Я историк быта XX века и нередко сталкиваюсь с вопросами о советских повседневных практиках. При попытке пересказать их нынешней аудитории я ловлю лёгкое недоумение в взглядах слушателей: привычки предков кажутся им фантастическими. Коллективная уборка Субботники зародились ещё на заре гражданской войны, но в послевоенные десятилетия обрели особый вес. Люди добровольно-обязательно выходили на улицу с мётлами […]
Я историк быта XX века и нередко сталкиваюсь с вопросами о советских повседневных практиках. При попытке пересказать их нынешней аудитории я ловлю лёгкое недоумение в взглядах слушателей: привычки предков кажутся им фантастическими.
Коллективная уборка
Субботники зародились ещё на заре гражданской войны, но в послевоенные десятилетия обрели особый вес. Люди добровольно-обязательно выходили на улицу с мётлами и баграми, белили бордюры, разбирали строительный мусор. Я не раз беседовал с участниками: они помнят запах свежей извести и громкоговоритель, транслировавший бодрый марш. В их рассказах проскакивает гордость, ведь трудовой порыв воспринимался отражением идеального Homo Sovieticus.
Очередь как ритуал
Феномен бесконечной очереди оброс собственным этикетом. Табличка «Последний?» достаточно громкого вопроса служила устной записью. Система работала без писаных инструкций: каждый внимательно отслеживал своё положение, передавая эстафету новичкам. Со стороны конструкция напоминала живой организм, поддерживающий равновесие посредством коллективной памяти. Эта практика выковала термин «толкучка», который включён в академический словарь XVII тома.

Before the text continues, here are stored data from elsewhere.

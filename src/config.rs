use anyhow::Result;
use config::{Config, Environment, File};
use serde::{Deserialize, Serialize};
use std::path::Path;

use crate::api::PageSettings;
use crate::dashboard::Viewer;

/// Main configuration structure for inkflow
#[derive(Debug, Clone, PartialEq, Deserialize, Serialize)]
pub struct InkflowConfig {
    /// Orders API connection
    pub api: ApiConfig,
    /// Who is using the board
    pub user: UserConfig,
    /// Logging settings
    pub observability: ObservabilityConfig,
}

#[derive(Debug, Clone, PartialEq, Deserialize, Serialize)]
pub struct ApiConfig {
    /// API origin, e.g. https://shop.example.com (paths start with /api)
    pub base_url: Option<String>,
    /// Bearer token issued by the auth service
    pub token: Option<String>,
    /// Orders per page when walking the order list
    pub page_size: u32,
    /// Hard cap on pages fetched for the board
    pub max_pages: u32,
    pub sort_by: String,
    pub sort_order: String,
    /// Per-request timeout
    pub timeout_seconds: u64,
    /// Rate limiting settings
    pub rate_limit: RateLimitConfig,
}

#[derive(Debug, Clone, PartialEq, Deserialize, Serialize)]
pub struct RateLimitConfig {
    pub requests_per_second: u32,
    pub burst_capacity: u32,
}

#[derive(Debug, Clone, PartialEq, Deserialize, Serialize)]
pub struct UserConfig {
    /// Employee id of the acting user
    pub id: Option<String>,
    /// Admins see every item on the board
    pub is_admin: bool,
}

#[derive(Debug, Clone, PartialEq, Deserialize, Serialize)]
pub struct ObservabilityConfig {
    /// Default filter when RUST_LOG is unset
    pub log_level: String,
    /// Emit JSON lines instead of human-readable logs
    pub json_logs: bool,
}

impl Default for InkflowConfig {
    fn default() -> Self {
        Self {
            api: ApiConfig {
                base_url: None,
                token: None,
                page_size: 50,
                max_pages: 20,
                sort_by: "dueDate".to_string(),
                sort_order: "asc".to_string(),
                timeout_seconds: 30,
                rate_limit: RateLimitConfig {
                    requests_per_second: 5,
                    burst_capacity: 10,
                },
            },
            user: UserConfig {
                id: None,
                is_admin: false,
            },
            observability: ObservabilityConfig {
                log_level: "warn".to_string(),
                json_logs: false,
            },
        }
    }
}

impl InkflowConfig {
    /// Load configuration from multiple sources with precedence:
    /// 1. Default values
    /// 2. Configuration files (inkflow.toml, .inkflow-rc)
    /// 3. Environment variables (INKFLOW__SECTION__KEY)
    pub fn load() -> Result<Self> {
        let mut builder = Config::builder().add_source(Config::try_from(&InkflowConfig::default())?);

        if Path::new("inkflow.toml").exists() {
            builder = builder.add_source(File::with_name("inkflow"));
        }

        if Path::new(".inkflow-rc").exists() {
            builder = builder.add_source(File::with_name(".inkflow-rc").format(config::FileFormat::Toml));
        }

        builder = builder.add_source(
            Environment::with_prefix("INKFLOW")
                .prefix_separator("__")
                .separator("__")
                .try_parsing(true),
        );

        let mut inkflow_config: InkflowConfig = builder.build()?.try_deserialize()?;
        inkflow_config.apply_env_fallbacks(|key| std::env::var(key).ok());
        Ok(inkflow_config)
    }

    /// Fill unset values from the well-known variables the web console used
    fn apply_env_fallbacks(&mut self, lookup: impl Fn(&str) -> Option<String>) {
        let blank = |value: &Option<String>| value.as_deref().map_or(true, |v| v.trim().is_empty());

        if blank(&self.api.base_url) {
            self.api.base_url = lookup("NEXT_PUBLIC_API_BASE_URL").or(self.api.base_url.take());
        }
        if blank(&self.api.token) {
            self.api.token = lookup("INKFLOW_API_TOKEN").or(self.api.token.take());
        }
        if blank(&self.user.id) {
            self.user.id = lookup("INKFLOW_USER_ID").or(self.user.id.take());
        }
    }

    pub fn page_settings(&self) -> PageSettings {
        PageSettings {
            page_size: self.api.page_size.max(1),
            max_pages: self.api.max_pages.max(1),
            sort_by: self.api.sort_by.clone(),
            sort_order: self.api.sort_order.clone(),
        }
    }

    pub fn viewer(&self) -> Viewer {
        Viewer {
            id: self.user.id.clone().unwrap_or_default(),
            is_admin: self.user.is_admin,
        }
    }

    /// Save configuration to file
    pub fn save_to_file<P: AsRef<Path>>(&self, path: P) -> Result<()> {
        let toml_content = toml::to_string_pretty(self)?;
        std::fs::write(path, toml_content)?;
        Ok(())
    }

    /// Load .env file if it exists
    pub fn load_env_file() -> Result<()> {
        if Path::new(".env").exists() {
            dotenvy::dotenv()?;
            tracing::info!("Loaded environment variables from .env file");
        }
        Ok(())
    }
}

/// Global configuration instance
static CONFIG: std::sync::LazyLock<Result<InkflowConfig, anyhow::Error>> = std::sync::LazyLock::new(|| {
    // Load .env file first
    let _ = InkflowConfig::load_env_file();
    InkflowConfig::load()
});

/// Get the global configuration
pub fn config() -> Result<&'static InkflowConfig> {
    CONFIG
        .as_ref()
        .map_err(|e| anyhow::anyhow!("Failed to load configuration: {}", e))
}

/// Initialize configuration (called at startup)
pub fn init_config() -> Result<()> {
    let _config = config()?;
    tracing::info!("Configuration loaded successfully");
    Ok(())
}

#[cfg(test)]
mod tests {
    use super::*;
    use std::collections::HashMap;

    #[test]
    fn test_defaults() {
        let config = InkflowConfig::default();
        assert_eq!(config.api.page_size, 50);
        assert_eq!(config.page_settings().max_pages, 20);
        assert!(!config.viewer().is_admin);
        assert_eq!(config.viewer().id, "");
    }

    #[test]
    fn test_env_fallbacks_fill_only_blank_values() {
        let env: HashMap<&str, &str> = HashMap::from([
            ("NEXT_PUBLIC_API_BASE_URL", "https://api.example.test"),
            ("INKFLOW_API_TOKEN", "tok"),
            ("INKFLOW_USER_ID", "emp-9"),
        ]);

        let mut config = InkflowConfig::default();
        config.user.id = Some("emp-1".to_string());
        config.apply_env_fallbacks(|key| env.get(key).map(|v| v.to_string()));

        assert_eq!(config.api.base_url.as_deref(), Some("https://api.example.test"));
        assert_eq!(config.api.token.as_deref(), Some("tok"));
        assert_eq!(config.user.id.as_deref(), Some("emp-1"));
    }

    #[test]
    fn test_zero_paging_values_are_clamped() {
        let mut config = InkflowConfig::default();
        config.api.page_size = 0;
        config.api.max_pages = 0;
        let paging = config.page_settings();
        assert_eq!((paging.page_size, paging.max_pages), (1, 1));
    }

    #[test]
    fn test_config_round_trips_through_toml() {
        let config = InkflowConfig::default();
        let text = toml::to_string_pretty(&config).unwrap();
        let parsed: InkflowConfig = toml::from_str(&text).unwrap();
        assert_eq!(parsed, config);
    }
}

Я нашёл в архивах методические брошюры, объяснявшие правильное стояние, где оговаривалось, что выход за хлебом занимает четыре-пять часов, следовательно дети берутся с собой для взаимозамены. Трудно представить ситуацию, когда ребёнок знает подшивные номера колбасы.
Культ упаковки
Полиэтиленовый пакет стоил дороже батона. После похода в универмаг хозяйка аккуратно промывала его хозяйственным мылом, сушила на верёвке, потом прятала в сервант. Сетчатая авоська, сплетённая из капроновых нитей, служила многоразовым пакетодержателем. Многослойная смятка превращалась в фетиш, сравнимый с заграничным альманахом. По схожей схеме обращались с бутылками из-под кефира: стеклянная тара обменивалась на залоговую марку, поэтому дома держали целый алебастровый ряд чистых бутылей.
Коммунальная квартира, или виртхаус* по ленинградской терминологии, объединяла незнакомые семьи за одной стеной. Расписание очередей к газовой колонке писали на обороте старых афиш. Тонкий скрип половиц служил сигналом, предупреждающим соседей о чужом визите, поэтому умение ходить по «тихому маршруту» передавалось как семейная тайна.
Виртхаус — жаргонное слово, образованное от немецкого Wirtshaus, означающее гостевой дом.
Я особенно ценю сохранившиеся «дежурные тетради» — самиздатские журналы, где отмечались проступки жильцов: лишняя минута под душем, громкая радиоточка, самовольный гость в ночное время. Документальный пласт полностью меняет наше представление о частной сфере.
Бытовые весы на улицах — ещё один забытый атрибут. За две копейки прохожий получал картонный талон с весом и рекомендацией диетолога. Процедура придавала будням оттенок научной заботы о теле.
Отдельного внимания заслуживают «ленинградские нитки» — метафора для проводов городского радиовещания. Колонки висели в каждом коридоре, сообщали планы Пятилетки, сопровождали утреннюю гимнастику, забирали тишину.
Перечисленные практики иллюстрируют принцип коллективности, пронизывавший каждый санузел, каждую очередь, каждую субботу. Погружаясь в анкетные данные, дневники, протоколы, я вижу не курьёз, а стройную систему самоорганизации, где материальный дефицит компенсировался ритуалом.